DATA FOR THIS EXERCISE -
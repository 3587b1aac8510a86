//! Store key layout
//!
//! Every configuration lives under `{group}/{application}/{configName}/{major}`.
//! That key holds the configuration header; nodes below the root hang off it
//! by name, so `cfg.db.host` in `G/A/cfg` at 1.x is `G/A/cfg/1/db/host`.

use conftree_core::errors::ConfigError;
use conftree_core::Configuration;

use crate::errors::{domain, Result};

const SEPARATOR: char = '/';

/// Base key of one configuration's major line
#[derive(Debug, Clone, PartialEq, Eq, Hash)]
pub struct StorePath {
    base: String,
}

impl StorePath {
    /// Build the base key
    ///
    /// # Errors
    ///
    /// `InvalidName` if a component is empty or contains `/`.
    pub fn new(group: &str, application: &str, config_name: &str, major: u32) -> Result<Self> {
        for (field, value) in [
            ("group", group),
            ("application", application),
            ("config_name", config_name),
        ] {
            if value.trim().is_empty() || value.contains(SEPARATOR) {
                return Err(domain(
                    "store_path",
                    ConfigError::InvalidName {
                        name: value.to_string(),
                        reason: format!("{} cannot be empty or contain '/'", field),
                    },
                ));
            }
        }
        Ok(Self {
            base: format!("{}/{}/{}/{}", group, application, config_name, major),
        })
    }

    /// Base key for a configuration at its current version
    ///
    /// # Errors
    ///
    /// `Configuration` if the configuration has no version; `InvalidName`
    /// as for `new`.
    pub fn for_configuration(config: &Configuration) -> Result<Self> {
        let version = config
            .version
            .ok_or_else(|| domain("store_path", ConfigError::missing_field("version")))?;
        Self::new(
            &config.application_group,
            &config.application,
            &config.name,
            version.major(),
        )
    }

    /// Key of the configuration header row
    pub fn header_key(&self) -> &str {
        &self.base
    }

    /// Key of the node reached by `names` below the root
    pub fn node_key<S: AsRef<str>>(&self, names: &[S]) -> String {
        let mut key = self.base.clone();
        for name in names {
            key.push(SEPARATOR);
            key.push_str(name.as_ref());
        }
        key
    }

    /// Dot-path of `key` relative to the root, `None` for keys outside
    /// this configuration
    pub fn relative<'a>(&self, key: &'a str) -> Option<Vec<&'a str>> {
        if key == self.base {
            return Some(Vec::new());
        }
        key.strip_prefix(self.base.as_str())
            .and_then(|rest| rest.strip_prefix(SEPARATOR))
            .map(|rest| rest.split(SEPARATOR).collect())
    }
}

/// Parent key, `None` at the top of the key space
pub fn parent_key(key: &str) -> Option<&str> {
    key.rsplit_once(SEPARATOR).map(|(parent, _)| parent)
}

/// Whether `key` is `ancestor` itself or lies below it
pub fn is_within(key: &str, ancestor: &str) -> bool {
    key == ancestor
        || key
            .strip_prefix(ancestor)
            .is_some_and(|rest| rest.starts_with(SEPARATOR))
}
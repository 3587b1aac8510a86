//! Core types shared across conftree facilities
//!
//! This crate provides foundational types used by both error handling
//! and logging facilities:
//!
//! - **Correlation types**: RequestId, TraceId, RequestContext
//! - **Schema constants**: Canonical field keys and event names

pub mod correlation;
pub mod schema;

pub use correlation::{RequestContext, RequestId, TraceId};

WHAT TO PRODUCE - Word for word, restate all of the entries.

ANSWER BOX -
repository 3587b1aac8510a86
//! Store key layout
//!
//! Every configuration lives under `{group}/{application}/{configName}/{major}`.
//! That key holds the configuration header; nodes below the root hang off it
//! by name, so `cfg.db.host` in `G/A/cfg` at 1.x is `G/A/cfg/1/db/host`.

use conftree_core::errors::ConfigError;
use conftree_core::Configuration;

use crate::errors::{domain, Result};

const SEPARATOR: char = '/';

/// Base key of one configuration's major line
#[derive(Debug, Clone, PartialEq, Eq, Hash)]
pub struct StorePath {
    base: String,
}

impl StorePath {
    /// Build the base key
    ///
    /// # Errors
    ///
    /// `InvalidName` if a component is empty or contains `/`.
    pub fn new(group: &str, application: &str, config_name: &str, major: u32) -> Result<Self> {
        for (field, value) in [
            ("group", group),
            ("application", application),
            ("config_name", config_name),
        ] {
            if value.trim().is_empty() || value.contains(SEPARATOR) {
                return Err(domain(
                    "store_path",
                    ConfigError::InvalidName {
                        name: value.to_string(),
                        reason: format!("{} cannot be empty or contain '/'", field),
                    },
                ));
            }
        }
        Ok(Self {
            base: format!("{}/{}/{}/{}", group, application, config_name, major),
        })
    }

    /// Base key for a configuration at its current version
    ///
    /// # Errors
    ///
    /// `Configuration` if the configuration has no version; `InvalidName`
    /// as for `new`.
    pub fn for_configuration(config: &Configuration) -> Result<Self> {
        let version = config
            .version
            .ok_or_else(|| domain("store_path", ConfigError::missing_field("version")))?;
        Self::new(
            &config.application_group,
            &config.application,
            &config.name,
            version.major(),
        )
    }

    /// Key of the configuration header row
    pub fn header_key(&self) -> &str {
        &self.base
    }

    /// Key of the node reached by `names` below the root
    pub fn node_key<S: AsRef<str>>(&self, names: &[S]) -> String {
        let mut key = self.base.clone();
        for name in names {
            key.push(SEPARATOR);
            key.push_str(name.as_ref());
        }
        key
    }

    /// Dot-path of `key` relative to the root, `None` for keys outside
    /// this configuration
    pub fn relative<'a>(&self, key: &'a str) -> Option<Vec<&'a str>> {
        if key == self.base {
            return Some(Vec::new());
        }
        key.strip_prefix(self.base.as_str())
            .and_then(|rest| rest.strip_prefix(SEPARATOR))
            .map(|rest| rest.split(SEPARATOR).collect())
    }
}

/// Parent key, `None` at the top of the key space
pub fn parent_key(key: &str) -> Option<&str> {
    key.rsplit_once(SEPARATOR).map(|(parent, _)| parent)
}

/// Whether `key` is `ancestor` itself or lies below it
pub fn is_within(key: &str, ancestor: &str) -> bool {
    key == ancestor
        || key
            .strip_prefix(ancestor)
            .is_some_and(|rest| rest.starts_with(SEPARATOR))
}
repository 3587b1aac8510a86
//! Core types shared across conftree facilities
//!
//! This crate provides foundational types used by both error handling
//! and logging facilities:
//!
//! - **Correlation types**: RequestId, TraceId, RequestContext
//! - **Schema constants**: Canonical field keys and event names

pub mod correlation;
pub mod schema;

pub use correlation::{RequestContext, RequestId, TraceId};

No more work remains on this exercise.